Il faut dire que la jeune femme a d’autant plus de mérite qu’elle travaille à côté de sa carrière de lutteuse pour gagner sa vie. « Le manque de médiatisation de la lutte fait que pour beaucoup d’entre nous, on est obligés de concilier carrière et vie active », détaille celle qui est agent de service en soins palliatifs à l’hôpital de Houdan (Yvelines). Et de compléter : « Je ne m’en plains pas. Exercer une activité est aussi enrichissant et travailler aux soins palliatifs me permet parfois aussi de relativiser les échéances dans le monde de la lutte. »

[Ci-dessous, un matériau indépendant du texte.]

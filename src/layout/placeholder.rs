//! Placeholder: a slot that takes over the position of another widget

use super::measure;
use super::tree::WidgetTree;
use super::types::{AnchorRef, AnchorType, Orientation, Padding, WidgetId};

#[derive(Debug, Clone, Default)]
pub struct PlaceholderData {
    content: Option<WidgetId>,
    padding: Padding,
}

impl PlaceholderData {
    /// Widget shown in the slot
    pub fn content(&self) -> Option<WidgetId> {
        self.content
    }

    pub fn set_content(&mut self, content: Option<WidgetId>) {
        self.content = content;
    }

    pub fn padding(&self) -> Padding {
        self.padding
    }

    pub fn set_padding(&mut self, padding: Padding) {
        self.padding = padding;
    }
}

fn content_of(tree: &WidgetTree, id: WidgetId) -> Option<(WidgetId, Padding)> {
    let data = tree.widget(id).placeholder()?;
    let content = data.content()?;
    tree.get(content).is_some().then_some((content, data.padding()))
}

/// Size the placeholder around its content on content-sized axes
pub(crate) fn measure(tree: &mut WidgetTree, id: WidgetId) {
    let padding = tree
        .widget(id)
        .placeholder()
        .map(|d| d.padding())
        .unwrap_or_default();
    let content = content_of(tree, id).filter(|(c, _)| !tree.widget(*c).is_gone());
    let sizes = Orientation::BOTH.map(|o| content.map_or(0, |(c, _)| tree.widget(c).length(o)));
    let placeholder = tree.widget_mut(id);
    for o in Orientation::BOTH {
        if measure::wraps(placeholder, o) {
            placeholder.set_length(o, sizes[o.index()] + padding.along(o));
        }
    }
}

/// Move the content into the placeholder, replacing its own connections
pub(crate) fn wire(tree: &mut WidgetTree, id: WidgetId) {
    let Some((content, padding)) = content_of(tree, id) else {
        return;
    };
    tree.reset_all_constraints(content);
    for (kind, margin) in [
        (AnchorType::Left, padding.left),
        (AnchorType::Top, padding.top),
        (AnchorType::Right, padding.right),
        (AnchorType::Bottom, padding.bottom),
    ] {
        tree.connect_anchor(
            AnchorRef::new(content, kind),
            Some(AnchorRef::new(id, kind)),
            margin,
            None,
            true,
        );
    }
    log::trace!("placeholder {} hosts {}", id, content);
}

#[cfg(test)]
mod tests {
    use super::*;
    use crate::layout::DimensionBehaviour;

    #[test]
    fn test_wraps_content_with_padding() {
        let mut tree = WidgetTree::new();
        let root = tree.add_root("root");
        let slot = tree.add_placeholder(root, "slot").unwrap();
        let card = tree.add_widget(root, "card").unwrap();
        tree.widget_mut(card).set_size(80, 40);
        let data = tree.widget_mut(slot).placeholder_mut().unwrap();
        data.set_content(Some(card));
        data.set_padding(Padding::uniform(5));
        for o in Orientation::BOTH {
            tree.widget_mut(slot).set_behaviour(o, DimensionBehaviour::WrapContent);
        }

        measure(&mut tree, slot);
        assert_eq!((tree.widget(slot).width(), tree.widget(slot).height()), (90, 50));

        wire(&mut tree, slot);
        assert_eq!(
            tree.target_of(AnchorRef::new(card, AnchorType::Bottom)),
            Some(AnchorRef::new(slot, AnchorType::Bottom))
        );
    }

    #[test]
    fn test_empty_placeholder_keeps_fixed_size() {
        let mut tree = WidgetTree::new();
        let root = tree.add_root("root");
        let slot = tree.add_placeholder(root, "slot").unwrap();
        tree.widget_mut(slot).set_size(30, 30);
        measure(&mut tree, slot);
        wire(&mut tree, slot);
        assert_eq!(tree.widget(slot).width(), 30);
    }
}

Aux prochains Mondiaux à domicile, cette jeune femme attachante pourra donc s’appuyer sur son double vécu. « Il y aura forcément un peu de pression compte tenu du fait qu’on est à domicile. J’espère aborder la compétition comme je l’avais fait pour les Europe : sans complexes », dit celle qui ne s’était alors pas laissée effaroucher par le nom de ses adversaires… Et pour cause : elle ne les connaissait pas. « C’est l’avantage d’être assez novice au très haut niveau », glisse dans un sourire cette championne du monde de la modestie.